Para Faggioli, “hoje é o cardeal Mahony, amanhã pode ser algum outro cardeal: tudo não com base em sentenças da magistratura (civil, não eclesiástica), mas com a base em sentenças emitidas por grupos de pressão (incluindo católicos), cujo 'senso de Igreja' foi obnubilado pela facilidade de acesso ao "mundo" que as novas mídias sociais oferecem”.
O artigo foi publicado no sítio HuffingtonPost.it, 20-02-2013. A tradução é de Moisés Sbardelotto.
Eis o texto.
O abaixo-assinado do Catholics United – grupo de católicos próximos senão orgânicos ao Partido Democrata dos Estados Unidos – contra a participação do cardeal de Los Angeles, Mahony, dificilmente alcançará o presidente Obama em pessoa. A Casa Branca já teve muitos problemas nos últimos três anos dos bispos católicos norte-americanos com relação à lei de reforma do sistema de saúde, e o presidente não tem interesse em se deixar envolver em primeira pessoa em uma questão que enviaria aos católicos norte-americanos – também àqueles que votaram nele – outra mensagem acerca da relação ambivalente de Barack Obama com a Igreja de Roma em terra norte-americana: em particular, o "complexo católico" que o levou a encher de católicos o seu governo (do secretário de Estado, Kerry, até o chefe da CIA, Brennan).
Mas uma pressão da Casa Branca contra a participação de Mahony no conclave encontraria muitas portas abertas. O cardeal de Los Angeles será interrogado nos próximos dias pelos magistrados, mas, do ponto de vista da opinião pública, ele já está condenado. O cardeal de uma cidade como Los Angeles, desde sempre na vanguarda dos direitos dos imigrantes nos Estados Unidos, também foi condenado pela opinião pública católica. O que mais chama a atenção é que ele foi condenado não só pela opinião pública norte-americana, mas também pela italiana, agitada de modo irresponsável por uma enquete reacionária publicada online pela revista Famiglia Cristiana e pontualmente retomada pelas revistas católicas norte-americanas: um caso paradoxal e, nesse caso, bem-vindo – até mesmo pelos católicos norte-americanos com o "complexo antirromano" (como o chamava o teólogo Hans Urs von Balthasar) – de "Roma locuta, causa finita".

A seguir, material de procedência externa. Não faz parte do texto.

pub mod shop;
pub mod telemetry;

pub use shop::{Shop, ShopError, Statistics};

Um possível precedente semelhante de cardeal "indigno" é o do arcebispo de Viena, Groër, que foi acusado (mas não perseguido, porque o crime havia prescrito) de ter cometido abusos em primeira pessoa: em 1995, ele renunciou ao cargo de arcebispo da capital austríaca e, em 1998, renunciou a todos os direitos de cardeal, a pedido de João Paulo II. Morreu recluso em um mosteiro em 2003: mas, se houvesse um conclave entre 1995 e 1998, o cardeal Groër (nascido em 1919) teria sido excluído pelo colégio eleitoral pelo seu passado de child abuser.
Mas nenhum cardeal, no estado atual em 2013, foi condenado por uma magistratura por ter cometido abusos ou por ter encoberto os culpados por esses atos (um bispo norte-americano, Finn, foi condenado em 2012 por ter encoberto os abusos e, apesar dos apelos e dos abaixo-assinados, ainda é bispo de Kansas City).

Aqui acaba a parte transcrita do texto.